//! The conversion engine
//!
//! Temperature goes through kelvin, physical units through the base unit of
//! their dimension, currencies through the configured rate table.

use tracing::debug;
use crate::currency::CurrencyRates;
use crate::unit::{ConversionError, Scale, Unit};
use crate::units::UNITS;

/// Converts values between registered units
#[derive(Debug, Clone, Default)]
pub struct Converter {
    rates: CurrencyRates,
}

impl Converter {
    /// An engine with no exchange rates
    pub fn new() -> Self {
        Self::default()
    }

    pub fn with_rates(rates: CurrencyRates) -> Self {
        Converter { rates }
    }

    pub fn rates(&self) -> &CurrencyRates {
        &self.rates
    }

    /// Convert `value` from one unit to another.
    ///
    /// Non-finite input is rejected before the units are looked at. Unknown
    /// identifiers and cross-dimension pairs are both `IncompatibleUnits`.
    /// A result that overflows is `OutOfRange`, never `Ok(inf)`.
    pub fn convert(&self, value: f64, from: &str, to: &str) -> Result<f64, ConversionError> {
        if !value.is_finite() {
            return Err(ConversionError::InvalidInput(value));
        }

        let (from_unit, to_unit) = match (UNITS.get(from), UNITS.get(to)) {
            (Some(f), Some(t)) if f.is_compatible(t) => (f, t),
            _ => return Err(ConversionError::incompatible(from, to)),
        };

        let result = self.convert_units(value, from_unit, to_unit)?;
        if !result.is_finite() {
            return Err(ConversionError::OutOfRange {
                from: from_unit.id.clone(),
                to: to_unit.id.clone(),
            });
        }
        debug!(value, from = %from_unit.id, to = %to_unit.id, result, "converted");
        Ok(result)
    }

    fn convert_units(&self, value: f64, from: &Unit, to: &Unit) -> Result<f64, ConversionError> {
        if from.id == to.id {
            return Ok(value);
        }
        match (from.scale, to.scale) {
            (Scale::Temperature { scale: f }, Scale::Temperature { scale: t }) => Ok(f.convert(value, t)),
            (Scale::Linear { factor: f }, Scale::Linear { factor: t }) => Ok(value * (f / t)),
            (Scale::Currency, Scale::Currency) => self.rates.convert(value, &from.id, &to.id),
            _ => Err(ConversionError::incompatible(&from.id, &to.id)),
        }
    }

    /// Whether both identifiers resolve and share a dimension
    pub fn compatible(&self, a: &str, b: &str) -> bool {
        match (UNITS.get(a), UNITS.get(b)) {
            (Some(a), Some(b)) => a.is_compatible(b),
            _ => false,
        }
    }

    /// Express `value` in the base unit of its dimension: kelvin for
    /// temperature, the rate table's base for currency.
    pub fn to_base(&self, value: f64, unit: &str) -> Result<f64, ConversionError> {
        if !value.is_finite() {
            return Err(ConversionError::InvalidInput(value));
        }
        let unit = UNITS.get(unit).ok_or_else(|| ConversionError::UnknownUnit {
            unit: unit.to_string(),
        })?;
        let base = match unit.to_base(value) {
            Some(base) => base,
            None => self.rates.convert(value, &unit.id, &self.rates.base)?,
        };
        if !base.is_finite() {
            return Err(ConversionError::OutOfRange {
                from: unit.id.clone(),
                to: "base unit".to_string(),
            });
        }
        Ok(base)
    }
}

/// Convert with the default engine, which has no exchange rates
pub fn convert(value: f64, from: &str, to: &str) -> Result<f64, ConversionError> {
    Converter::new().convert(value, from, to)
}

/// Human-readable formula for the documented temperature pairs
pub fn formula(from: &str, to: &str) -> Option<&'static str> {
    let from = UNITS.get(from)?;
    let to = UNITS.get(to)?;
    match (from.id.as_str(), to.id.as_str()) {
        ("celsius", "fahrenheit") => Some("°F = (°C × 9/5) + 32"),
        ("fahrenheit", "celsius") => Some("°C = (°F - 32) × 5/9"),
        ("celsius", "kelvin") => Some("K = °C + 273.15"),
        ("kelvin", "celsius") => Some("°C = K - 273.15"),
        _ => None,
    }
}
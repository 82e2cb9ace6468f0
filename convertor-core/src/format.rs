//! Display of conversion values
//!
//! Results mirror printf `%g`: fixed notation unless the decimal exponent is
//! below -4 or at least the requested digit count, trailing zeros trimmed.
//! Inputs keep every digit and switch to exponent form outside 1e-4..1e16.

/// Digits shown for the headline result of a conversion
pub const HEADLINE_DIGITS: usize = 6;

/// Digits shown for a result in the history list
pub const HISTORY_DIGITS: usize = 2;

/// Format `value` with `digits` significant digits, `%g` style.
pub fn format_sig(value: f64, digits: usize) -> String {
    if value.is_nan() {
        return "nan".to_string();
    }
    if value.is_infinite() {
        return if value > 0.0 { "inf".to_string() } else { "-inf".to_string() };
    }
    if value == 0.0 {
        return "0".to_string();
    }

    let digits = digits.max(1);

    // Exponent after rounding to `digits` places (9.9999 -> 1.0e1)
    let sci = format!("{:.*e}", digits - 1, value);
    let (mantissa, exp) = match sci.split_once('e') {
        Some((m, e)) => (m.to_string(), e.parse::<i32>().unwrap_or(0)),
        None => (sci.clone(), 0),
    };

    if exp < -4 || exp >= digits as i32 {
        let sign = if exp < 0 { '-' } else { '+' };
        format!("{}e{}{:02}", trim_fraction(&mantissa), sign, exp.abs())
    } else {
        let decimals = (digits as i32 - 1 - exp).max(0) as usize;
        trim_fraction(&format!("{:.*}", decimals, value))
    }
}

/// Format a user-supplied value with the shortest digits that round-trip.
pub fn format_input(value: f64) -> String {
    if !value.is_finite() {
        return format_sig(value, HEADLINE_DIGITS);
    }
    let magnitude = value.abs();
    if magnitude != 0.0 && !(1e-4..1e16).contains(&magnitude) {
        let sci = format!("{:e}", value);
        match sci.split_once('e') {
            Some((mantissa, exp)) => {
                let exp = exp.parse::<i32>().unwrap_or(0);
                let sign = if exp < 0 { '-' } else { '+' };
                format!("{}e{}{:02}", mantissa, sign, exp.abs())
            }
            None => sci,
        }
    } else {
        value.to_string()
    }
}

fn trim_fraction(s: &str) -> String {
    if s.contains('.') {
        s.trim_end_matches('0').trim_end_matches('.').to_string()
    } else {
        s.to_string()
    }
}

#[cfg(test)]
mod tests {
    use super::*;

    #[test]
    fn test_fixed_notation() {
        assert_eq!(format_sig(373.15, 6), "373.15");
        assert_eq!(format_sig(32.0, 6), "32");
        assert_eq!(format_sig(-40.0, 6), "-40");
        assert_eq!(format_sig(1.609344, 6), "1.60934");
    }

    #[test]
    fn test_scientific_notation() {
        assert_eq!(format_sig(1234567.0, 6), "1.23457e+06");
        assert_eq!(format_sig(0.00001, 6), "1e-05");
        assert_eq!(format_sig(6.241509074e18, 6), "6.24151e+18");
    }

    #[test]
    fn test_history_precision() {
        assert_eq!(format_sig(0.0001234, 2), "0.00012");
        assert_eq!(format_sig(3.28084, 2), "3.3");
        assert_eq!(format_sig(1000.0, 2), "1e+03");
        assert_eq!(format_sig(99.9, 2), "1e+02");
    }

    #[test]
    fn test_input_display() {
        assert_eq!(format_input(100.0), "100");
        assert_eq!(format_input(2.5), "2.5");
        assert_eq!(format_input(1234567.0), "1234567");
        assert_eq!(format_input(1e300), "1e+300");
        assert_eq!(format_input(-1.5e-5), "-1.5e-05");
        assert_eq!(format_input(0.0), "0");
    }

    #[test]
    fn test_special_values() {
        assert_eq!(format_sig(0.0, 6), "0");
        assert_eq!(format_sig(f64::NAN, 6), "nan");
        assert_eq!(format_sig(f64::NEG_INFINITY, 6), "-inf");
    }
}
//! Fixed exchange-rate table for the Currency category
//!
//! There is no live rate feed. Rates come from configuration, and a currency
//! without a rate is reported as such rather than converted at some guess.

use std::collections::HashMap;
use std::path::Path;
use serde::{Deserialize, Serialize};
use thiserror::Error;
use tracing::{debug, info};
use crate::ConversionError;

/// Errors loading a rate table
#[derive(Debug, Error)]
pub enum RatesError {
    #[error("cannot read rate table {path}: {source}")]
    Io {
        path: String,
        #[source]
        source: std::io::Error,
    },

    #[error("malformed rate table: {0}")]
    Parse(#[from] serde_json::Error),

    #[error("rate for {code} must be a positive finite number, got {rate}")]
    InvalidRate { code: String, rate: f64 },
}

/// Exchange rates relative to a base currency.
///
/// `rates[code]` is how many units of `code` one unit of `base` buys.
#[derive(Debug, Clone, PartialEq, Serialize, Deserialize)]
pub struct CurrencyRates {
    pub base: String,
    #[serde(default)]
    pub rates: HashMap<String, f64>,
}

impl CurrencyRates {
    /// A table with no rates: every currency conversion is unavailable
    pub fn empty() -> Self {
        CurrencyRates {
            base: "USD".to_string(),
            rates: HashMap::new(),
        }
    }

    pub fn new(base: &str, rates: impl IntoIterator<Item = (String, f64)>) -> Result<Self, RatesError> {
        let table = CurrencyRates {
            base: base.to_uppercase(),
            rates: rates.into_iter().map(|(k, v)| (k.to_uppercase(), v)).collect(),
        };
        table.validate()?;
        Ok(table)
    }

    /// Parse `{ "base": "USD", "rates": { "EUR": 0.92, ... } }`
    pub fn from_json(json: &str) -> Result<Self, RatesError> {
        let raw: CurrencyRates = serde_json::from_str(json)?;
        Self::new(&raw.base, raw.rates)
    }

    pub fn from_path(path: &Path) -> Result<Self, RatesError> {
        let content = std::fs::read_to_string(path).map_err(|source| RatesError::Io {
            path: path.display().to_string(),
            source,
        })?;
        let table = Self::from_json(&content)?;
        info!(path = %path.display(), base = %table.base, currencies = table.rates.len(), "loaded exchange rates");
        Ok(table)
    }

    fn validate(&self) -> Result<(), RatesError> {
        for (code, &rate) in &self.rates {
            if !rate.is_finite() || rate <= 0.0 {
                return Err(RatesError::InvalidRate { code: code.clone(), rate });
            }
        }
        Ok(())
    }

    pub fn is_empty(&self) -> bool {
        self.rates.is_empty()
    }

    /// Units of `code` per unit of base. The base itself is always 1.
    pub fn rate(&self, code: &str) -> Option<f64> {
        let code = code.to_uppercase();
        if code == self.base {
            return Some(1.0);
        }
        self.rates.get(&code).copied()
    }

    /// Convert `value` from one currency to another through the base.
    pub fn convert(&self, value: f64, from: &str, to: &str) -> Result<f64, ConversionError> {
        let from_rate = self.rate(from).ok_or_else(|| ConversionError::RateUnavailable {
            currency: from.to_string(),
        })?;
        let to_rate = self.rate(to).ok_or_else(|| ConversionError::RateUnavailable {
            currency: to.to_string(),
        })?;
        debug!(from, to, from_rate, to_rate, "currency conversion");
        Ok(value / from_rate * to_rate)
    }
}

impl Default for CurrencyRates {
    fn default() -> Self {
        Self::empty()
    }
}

= = = = = = =

▸ **PROBLEM**
How many lines of the material above hold "contains"? Answer with that number alone.

▸ **ANSWER TO THIS PROBLEM**
2